でもそれってエリーゼさん可哀想じゃない。
「……ライア様がお可哀想です」
「……はいっ?」
可哀想だと思った対象が自分の思考とは別角度すぎてライアが素っ頓狂な声を上げた。
「だって、そうじゃないですか! エリーゼ様を花嫁候補にと考えていらっしゃったのならライア様がここに連れてこられる必要なんかなかったわけでしょう?
そんな花嫁の替え玉みたいな扱いは酷すぎます。それにライア様には心に決めた方だっていらっしゃるのにそれをわざわざ引き裂いて連れてきておいてまるでついでのような扱い……!
人でなしとはこのことですわね!」
「あ……いや、えーっと……」
なんか色々ツッコミどころがあったけど……どうしようかな。
なんて思いながらライアがつい苦笑する。
「そもそも、ここの当主はそういう碌でなしなの?」
ライアが話題の矛先を変えてみようかとカエデに尋ねてみる。
「え、アビウス様ですか?」
……あー……はい、そんな名前でしたね。
なんて思いながらライアが小さく頷く。
興味のない人間の名前は本当に記憶に留めることができないらしい自分の性格にさらなる苦笑が漏れる。
うちに「話し合い」という名の家探しをしにきた時だって自己紹介は受けていたし、なんならこの屋敷で最初に会った時……正確には屋敷の中を案内してもらっていて、たまたま行き合った時にも挨拶はしているのだが……いかんせん覚えられない。
今となってはディランが世話している花の名前の方は全部言えるんじゃないかというくらいなのに。
そんなライアの自嘲の笑みには気づかないままカエデが考え込んだように視線を泳がせて。

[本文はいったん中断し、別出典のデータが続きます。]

//! Hooks exposed to other plugins.
//!
//! Before a patrol path is attached, every registered listener is asked in
//! order. The first listener that answers decides: `Some(false)` blocks the
//! attachment (no path, no crate roll), `Some(true)` lets it proceed, and
//! `None` defers to the next listener.

use patrol_core::types::AgentId;

/// Name under which the pre-attach hook is published to other plugins.
pub const ON_BETTER_CHINOOK_PATROL: &str = "OnBetterChinookPatrol";

/// Receives the pre-attach hook.
pub trait AttachmentListener {
    /// Answer `Some(false)` to veto attaching a patrol path to `agent`.
    fn on_before_attach(&mut self, agent: AgentId) -> Option<bool>;
}

impl<F> AttachmentListener for F
where
    F: FnMut(AgentId) -> Option<bool>,
{
    fn on_before_attach(&mut self, agent: AgentId) -> Option<bool> {
        self(agent)
    }
}

/// Ordered set of listeners.
#[derive(Default)]
pub struct ListenerSet {
    listeners: Vec<Box<dyn AttachmentListener>>,
}

impl ListenerSet {
    /// Create an empty set.
    #[must_use]
    pub fn new() -> Self {
        Self::default()
    }

    /// Register a listener; it is consulted after those already present.
    pub fn add(&mut self, listener: Box<dyn AttachmentListener>) {
        self.listeners.push(listener);
    }

    /// Register a closure as a listener.
    pub fn add_fn<F>(&mut self, listener: F)
    where
        F: FnMut(AgentId) -> Option<bool> + 'static,
    {
        self.add(Box::new(listener));
    }

    /// The first non-`None` answer, if any listener gave one.
    pub fn call(&mut self, agent: AgentId) -> Option<bool> {
        self.listeners
            .iter_mut()
            .find_map(|listener| listener.on_before_attach(agent))
    }

    /// Whether a listener vetoed attaching to `agent`.
    pub fn blocks(&mut self, agent: AgentId) -> bool {
        self.call(agent) == Some(false)
    }

    /// Number of listeners.
    #[must_use]
    pub fn len(&self) -> usize {
        self.listeners.len()
    }

    /// Whether no listener is registered.
    #[must_use]
    pub fn is_empty(&self) -> bool {
        self.listeners.is_empty()
    }
}

impl std::fmt::Debug for ListenerSet {
    fn fmt(&self, f: &mut std::fmt::Formatter<'_>) -> std::fmt::Result {
        f.debug_struct("ListenerSet")
            .field("listeners", &self.listeners.len())
            .finish()
    }
}
//! Eligible set builder: the once-per-session scan over all monuments.
//!
//! The resulting [`EligibleWaypointSet`] is immutable and shared by reference
//! with every patrol path generated afterwards.

use std::fmt;

use tracing::debug;

use crate::filter::FilterRules;
use crate::types::{DropZone, Location, WaypointCandidate};

/// A drop zone closer than this (2D) to a monument counts as "at" it.
pub const DROP_ZONE_TOLERANCE: f32 = 200.0;

/// Positions of every monument that passed the filter, in discovery order.
#[derive(Debug, Clone, Default, PartialEq)]
pub struct EligibleWaypointSet {
    points: Vec<Location>,
}

impl EligibleWaypointSet {
    /// Wrap an already-filtered list of positions.
    #[must_use]
    pub fn from_points(points: Vec<Location>) -> Self {
        Self { points }
    }

    /// The eligible positions.
    #[must_use]
    pub fn points(&self) -> &[Location] {
        &self.points
    }

    /// Number of eligible waypoints.
    #[must_use]
    pub fn len(&self) -> usize {
        self.points.len()
    }

    /// Whether nothing passed the filter.
    #[must_use]
    pub fn is_empty(&self) -> bool {
        self.points.is_empty()
    }
}

/// One line of the drop-zone report.
#[derive(Debug, Clone, PartialEq, Eq)]
pub struct DropZoneEntry {
    /// Effective monument name.
    pub name: String,
    /// Whether a drop zone sits within [`DROP_ZONE_TOLERANCE`].
    pub has_drop_zone: bool,
}

/// Observability summary of the eligible set.
#[derive(Debug, Clone, Default, PartialEq, Eq)]
pub struct DropZoneReport {
    /// One entry per eligible monument, in discovery order.
    pub entries: Vec<DropZoneEntry>,
}

impl DropZoneReport {
    /// How many eligible monuments have a nearby drop zone.
    #[must_use]
    pub fn drop_zone_count(&self) -> usize {
        self.entries.iter().filter(|e| e.has_drop_zone).count()
    }
}

impl fmt::Display for DropZoneReport {
    fn fmt(&self, f: &mut fmt::Formatter<'_>) -> fmt::Result {
        writeln!(
            f,
            "{} monuments on this map may be visited by Chinooks. {} have drop zones.",
            self.entries.len(),
            self.drop_zone_count()
        )?;
        for entry in &self.entries {
            let suffix = if entry.has_drop_zone { " -- HAS DROP ZONE" } else { "" };
            writeln!(f, "- {}{suffix}", entry.name)?;
        }
        Ok(())
    }
}

/// The drop zone nearest to `position` on the horizontal plane.
#[must_use]
pub fn closest_drop_zone<'a>(
    position: &Location,
    drop_zones: &'a [DropZone],
) -> Option<&'a DropZone> {
    drop_zones.iter().min_by(|a, b| {
        a.position
            .distance_2d(position)
            .total_cmp(&b.position.distance_2d(position))
    })
}

/// Whether the closest drop zone lies within [`DROP_ZONE_TOLERANCE`].
#[must_use]
pub fn has_nearby_drop_zone(position: &Location, drop_zones: &[DropZone]) -> bool {
    closest_drop_zone(position, drop_zones)
        .is_some_and(|zone| zone.position.distance_2d(position) < DROP_ZONE_TOLERANCE)
}

/// Filter every candidate once, collecting eligible positions and the
/// drop-zone report.
pub fn build_eligible_set<'a, I>(
    candidates: I,
    rules: &FilterRules,
    drop_zones: &[DropZone],
) -> (EligibleWaypointSet, DropZoneReport)
where
    I: IntoIterator<Item = &'a WaypointCandidate>,
{
    let mut points = Vec::new();
    let mut report = DropZoneReport::default();

    for candidate in candidates {
        let decision = rules.evaluate(candidate);
        if !decision.is_allowed() {
            debug!(name = %candidate.effective_name(), ?decision, "Monument excluded from patrols");
            continue;
        }

        points.push(candidate.position);
        report.entries.push(DropZoneEntry {
            name: candidate.effective_name().to_string(),
            has_drop_zone: has_nearby_drop_zone(&candidate.position, drop_zones),
        });
    }

    (EligibleWaypointSet::from_points(points), report)
}
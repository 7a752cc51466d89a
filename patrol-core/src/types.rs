//! Core type definitions for patrol planning.
//!
//! Everything here is plain data captured from the host's static map data.

use bitflags::bitflags;
use serde::{Deserialize, Serialize};
use std::fmt;
use std::str::FromStr;
use uuid::Uuid;

use crate::error::PatrolError;

// ---------------------------------------------------------------------------
// Identity Types
// ---------------------------------------------------------------------------

/// Unique identifier for an agent (chinook) in the host simulation.
#[derive(Debug, Clone, Copy, PartialEq, Eq, Hash, Serialize, Deserialize)]
pub struct AgentId(pub Uuid);

impl AgentId {
    /// Create a new random agent ID.
    #[must_use]
    pub fn new() -> Self {
        Self(Uuid::new_v4())
    }
}

impl Default for AgentId {
    fn default() -> Self {
        Self::new()
    }
}

impl fmt::Display for AgentId {
    fn fmt(&self, f: &mut fmt::Formatter<'_>) -> fmt::Result {
        write!(f, "{}", self.0)
    }
}

// ---------------------------------------------------------------------------
// Spatial
// ---------------------------------------------------------------------------

/// A 3D position in the game world. `y` is the vertical axis.
#[derive(Debug, Clone, Copy, PartialEq, Default, Serialize, Deserialize)]
pub struct Location {
    /// X coordinate.
    pub x: f32,
    /// Y coordinate (height).
    pub y: f32,
    /// Z coordinate.
    pub z: f32,
}

impl Location {
    /// The origin, returned by path finders that have nowhere to go.
    pub const ZERO: Self = Self {
        x: 0.0,
        y: 0.0,
        z: 0.0,
    };

    /// Create a location from its three coordinates.
    #[must_use]
    pub const fn new(x: f32, y: f32, z: f32) -> Self {
        Self { x, y, z }
    }

    /// Distance on the horizontal plane, ignoring height.
    #[must_use]
    pub fn distance_2d(&self, other: &Self) -> f32 {
        let dx = self.x - other.x;
        let dz = self.z - other.z;
        (dx * dx + dz * dz).sqrt()
    }

    /// Whether this is the "no destination" sentinel.
    #[must_use]
    pub fn is_zero(&self) -> bool {
        *self == Self::ZERO
    }
}

impl fmt::Display for Location {
    fn fmt(&self, f: &mut fmt::Formatter<'_>) -> fmt::Result {
        write!(f, "({:.1}, {:.1}, {:.1})", self.x, self.y, self.z)
    }
}

// ---------------------------------------------------------------------------
// Monument classification
// ---------------------------------------------------------------------------

/// Monument category, as classified by the host map generator.
#[derive(Debug, Clone, Copy, PartialEq, Eq, Hash, PartialOrd, Ord, Serialize, Deserialize)]
pub enum MonumentCategory {
    /// Underground cave systems.
    Cave,
    /// Airfields.
    Airport,
    /// Standalone buildings.
    Building,
    /// Towns, including safe-zone compounds.
    Town,
    /// Irradiated industrial sites.
    Radtown,
    /// Lighthouses.
    Lighthouse,
    /// Water wells.
    WaterWell,
    /// Small roadside monuments.
    Roadside,
    /// Mountain monuments.
    Mountain,
    /// Lakes.
    Lake,
}

impl MonumentCategory {
    /// All categories, in declaration order.
    pub const ALL: [Self; 10] = [
        Self::Cave,
        Self::Airport,
        Self::Building,
        Self::Town,
        Self::Radtown,
        Self::Lighthouse,
        Self::WaterWell,
        Self::Roadside,
        Self::Mountain,
        Self::Lake,
    ];

    /// Name as it appears in configuration.
    #[must_use]
    pub fn name(self) -> &'static str {
        match self {
            Self::Cave => "Cave",
            Self::Airport => "Airport",
            Self::Building => "Building",
            Self::Town => "Town",
            Self::Radtown => "Radtown",
            Self::Lighthouse => "Lighthouse",
            Self::WaterWell => "WaterWell",
            Self::Roadside => "Roadside",
            Self::Mountain => "Mountain",
            Self::Lake => "Lake",
        }
    }
}

impl fmt::Display for MonumentCategory {
    fn fmt(&self, f: &mut fmt::Formatter<'_>) -> fmt::Result {
        f.write_str(self.name())
    }
}

impl FromStr for MonumentCategory {
    type Err = PatrolError;

    /// Case-insensitive parse of a configured category name.
    fn from_str(s: &str) -> Result<Self, Self::Err> {
        let wanted = s.trim();
        Self::ALL
            .into_iter()
            .find(|category| category.name().eq_ignore_ascii_case(wanted))
            .ok_or_else(|| PatrolError::Config(format!("Invalid monument type: {s}")))
    }
}

bitflags! {
    /// Monument tier bitmask. A monument may belong to several tiers.
    #[derive(Debug, Clone, Copy, PartialEq, Eq, Hash, Serialize, Deserialize)]
    pub struct MonumentTier: u8 {
        /// Beach / outskirts tier.
        const TIER0 = 1;
        /// Mid-map tier.
        const TIER1 = 1 << 1;
        /// Inland tier.
        const TIER2 = 1 << 2;
    }
}

impl Default for MonumentTier {
    fn default() -> Self {
        Self::empty()
    }
}

impl MonumentTier {
    /// Case-insensitive lookup of a single configured tier name (`"Tier0"`).
    ///
    /// # Errors
    /// Returns `PatrolError::Config` when the name matches no tier.
    pub fn parse_name(name: &str) -> Result<Self, PatrolError> {
        let wanted = name.trim();
        Self::all()
            .iter_names()
            .find(|(flag_name, _)| flag_name.eq_ignore_ascii_case(wanted))
            .map(|(_, flag)| flag)
            .ok_or_else(|| PatrolError::Config(format!("Invalid monument tier: {name}")))
    }
}

// ---------------------------------------------------------------------------
// Map data
// ---------------------------------------------------------------------------

/// Prefab fragment identifying a generic marker placed inside a larger
/// structure; such candidates are named after their root structure instead.
pub const MONUMENT_MARKER_PREFAB: &str = "monument_marker.prefab";

/// One monument on the map, as read from the host's static map data.
#[derive(Debug, Clone, PartialEq, Serialize, Deserialize)]
pub struct WaypointCandidate {
    /// Raw prefab name.
    pub name: String,
    /// Name of the topmost containing structure, if the host knows it.
    #[serde(default)]
    pub root_name: Option<String>,
    /// Monument category.
    pub category: MonumentCategory,
    /// Tier membership.
    #[serde(default)]
    pub tiers: MonumentTier,
    /// Whether the monument is a safe zone.
    #[serde(default)]
    pub is_safe_zone: bool,
    /// World position of the monument.
    pub position: Location,
}

impl WaypointCandidate {
    /// Create a candidate with no tiers, no root and outside any safe zone.
    #[must_use]
    pub fn new(name: impl Into<String>, category: MonumentCategory, position: Location) -> Self {
        Self {
            name: name.into(),
            root_name: None,
            category,
            tiers: MonumentTier::empty(),
            is_safe_zone: false,
            position,
        }
    }

    /// Builder-style setter for the tier mask.
    #[must_use]
    pub fn with_tiers(mut self, tiers: MonumentTier) -> Self {
        self.tiers = tiers;
        self
    }

    /// Builder-style setter for the safe-zone flag.
    #[must_use]
    pub fn with_safe_zone(mut self, is_safe_zone: bool) -> Self {
        self.is_safe_zone = is_safe_zone;
        self
    }

    /// Builder-style setter for the root structure name.
    #[must_use]
    pub fn with_root_name(mut self, root_name: impl Into<String>) -> Self {
        self.root_name = Some(root_name.into());
        self
    }

    /// The name used for pattern matching and reporting.
    ///
    /// Generic marker prefabs resolve to their root structure's name.
    #[must_use]
    pub fn effective_name(&self) -> &str {
        if self.name.contains(MONUMENT_MARKER_PREFAB) {
            if let Some(root) = self.root_name.as_deref() {
                return root;
            }
        }
        &self.name
    }
}

/// A location where chinooks may drop cargo. Only used for reporting.
#[derive(Debug, Clone, Copy, PartialEq, Default, Serialize, Deserialize)]
pub struct DropZone {
    /// World position of the drop zone.
    pub position: Location,
}

impl DropZone {
    /// Create a drop zone at the given position.
    #[must_use]
    pub const fn new(position: Location) -> Self {
        Self { position }
    }
}

#[cfg(test)]
mod tests {
    use super::*;

    #[test]
    fn distance_2d_ignores_height() {
        let a = Location::new(0.0, 0.0, 0.0);
        let b = Location::new(3.0, 500.0, 4.0);
        assert!((a.distance_2d(&b) - 5.0).abs() < f32::EPSILON);
    }

    #[test]
    fn category_parse_is_case_insensitive() {
        assert_eq!("cave".parse::<MonumentCategory>().ok(), Some(MonumentCategory::Cave));
        assert_eq!("WATERWELL".parse::<MonumentCategory>().ok(), Some(MonumentCategory::WaterWell));
        assert!("Volcano".parse::<MonumentCategory>().is_err());
    }

    #[test]
    fn tier_parse_is_case_insensitive() {
        assert_eq!(MonumentTier::parse_name("Tier0").ok(), Some(MonumentTier::TIER0));
        assert_eq!(MonumentTier::parse_name("tier2").ok(), Some(MonumentTier::TIER2));
        assert!(MonumentTier::parse_name("Tier9").is_err());
    }

    #[test]
    fn marker_prefab_resolves_to_root() {
        let marker = WaypointCandidate::new(
            "assets/bundled/prefabs/autospawn/monument/monument_marker.prefab",
            MonumentCategory::Building,
            Location::ZERO,
        )
        .with_root_name("ferry_terminal_1");
        assert_eq!(marker.effective_name(), "ferry_terminal_1");

        let orphan = WaypointCandidate::new(
            "assets/bundled/prefabs/autospawn/monument/monument_marker.prefab",
            MonumentCategory::Building,
            Location::ZERO,
        );
        assert_eq!(orphan.effective_name(), orphan.name);

        let plain = WaypointCandidate::new("airfield_1", MonumentCategory::Airport, Location::ZERO)
            .with_root_name("ignored");
        assert_eq!(plain.effective_name(), "airfield_1");
    }
}
//! Log output for the plugin.

use tracing_subscriber::EnvFilter;

/// Output format of the installed subscriber.
#[derive(Debug, Clone, Copy, PartialEq, Eq, Default)]
pub enum LogFormat {
    /// Human-readable lines.
    #[default]
    Pretty,
    /// One JSON object per event.
    Json,
}

/// Install the global `tracing` subscriber.
///
/// `RUST_LOG` overrides `default_level`. Returns `false` if a subscriber was
/// already installed, which is harmless.
pub fn init(default_level: &str, format: LogFormat) -> bool {
    let filter =
        EnvFilter::try_from_default_env().unwrap_or_else(|_| EnvFilter::new(default_level));
    let builder = tracing_subscriber::fmt().with_env_filter(filter).with_target(false);

    match format {
        LogFormat::Pretty => builder.try_init().is_ok(),
        LogFormat::Json => builder.json().try_init().is_ok(),
    }
}

#[cfg(test)]
mod tests {
    use super::*;

    #[test]
    fn second_init_is_harmless() {
        init("debug", LogFormat::Pretty);
        assert!(!init("info", LogFormat::Json));
        tracing::info!("still logging");
    }
}
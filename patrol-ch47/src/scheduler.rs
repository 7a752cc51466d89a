//! One-tick deferral of work on the host's single simulation thread.
//!
//! Chinook brains finish their own setup during the spawn tick, so the patrol
//! rule queues its attachment and runs it from the host's next-tick callback.

use patrol_core::types::AgentId;

/// Work postponed to the next tick.
#[derive(Debug, Clone, Copy, PartialEq, Eq)]
pub enum DeferredTask {
    /// Install a patrol path on the agent.
    AttachPatrol(AgentId),
}

/// FIFO of tasks deferred until the next tick.
///
/// [`take_due`](Self::take_due) hands out everything queued so far; tasks
/// deferred while those run wait for the following tick.
#[derive(Debug, Clone)]
pub struct DeferredQueue<T> {
    pending: Vec<T>,
}

impl<T> DeferredQueue<T> {
    /// Create an empty queue.
    #[must_use]
    pub fn new() -> Self {
        Self { pending: Vec::new() }
    }

    /// Run `task` on the next tick.
    pub fn defer(&mut self, task: T) {
        self.pending.push(task);
    }

    /// Remove and return every task queued before this call, oldest first.
    pub fn take_due(&mut self) -> Vec<T> {
        std::mem::take(&mut self.pending)
    }

    /// Number of queued tasks.
    #[must_use]
    pub fn len(&self) -> usize {
        self.pending.len()
    }

    /// Whether nothing is queued.
    #[must_use]
    pub fn is_empty(&self) -> bool {
        self.pending.is_empty()
    }
}

impl<T> Default for DeferredQueue<T> {
    fn default() -> Self {
        Self::new()
    }
}
//! Error types for the patrol core library.

use thiserror::Error;

/// Top-level error type for all patrol operations.
#[derive(Error, Debug)]
pub enum PatrolError {
    /// The configuration document is structurally invalid.
    #[error("Configuration error: {0}")]
    Config(String),

    /// Serialization or deserialization failure.
    #[error("Serialization error: {0}")]
    Serialization(#[from] serde_json::Error),

    /// Generic I/O error.
    #[error("I/O error: {0}")]
    Io(#[from] std::io::Error),
}

/// Convenience Result type alias.
pub type Result<T> = std::result::Result<T, PatrolError>;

「……実はわたくしもあの方とはあまり接点がないのです。なにしろ私が雇われたのはライア様付きの侍女としてでしたし。……でも、そうですねぇ……お仕事に関しては私情を一切挟まないタイプのようですがリアム様に対しては普通に父親らしい接し方をされていると思うのですが……」
「あ……なるほど……」
ライアがなんとなく納得する。
つまりあれか。リアムに対する父親らしい感情の表れが「エリーゼさん」で、私情を挟まない仕事の方が「私」か。
いやいやいや。そこはどちらかにすべきでしょう。両方いっぺんに具現化しちゃうって人格破綻してるでしょうが。
そしてそれは止めようよ息子。
主に私の方を。「いりません」って断ればいいのに。
……あ、そうか利益か。薬の利益に相当目が眩んでるのか。
「……じゃあやっぱりエリーゼさんには頑張ってもらって、リアムを改心させると共にしっかりたらし込んでもらわないと……」
「ライア様……なんだか笑顔が黒いです……」
心の声がうっかりダダ漏れだった上、指摘までされてしまったライアが慌てて、うふふと笑うとカエデの笑顔が微妙に引きつった。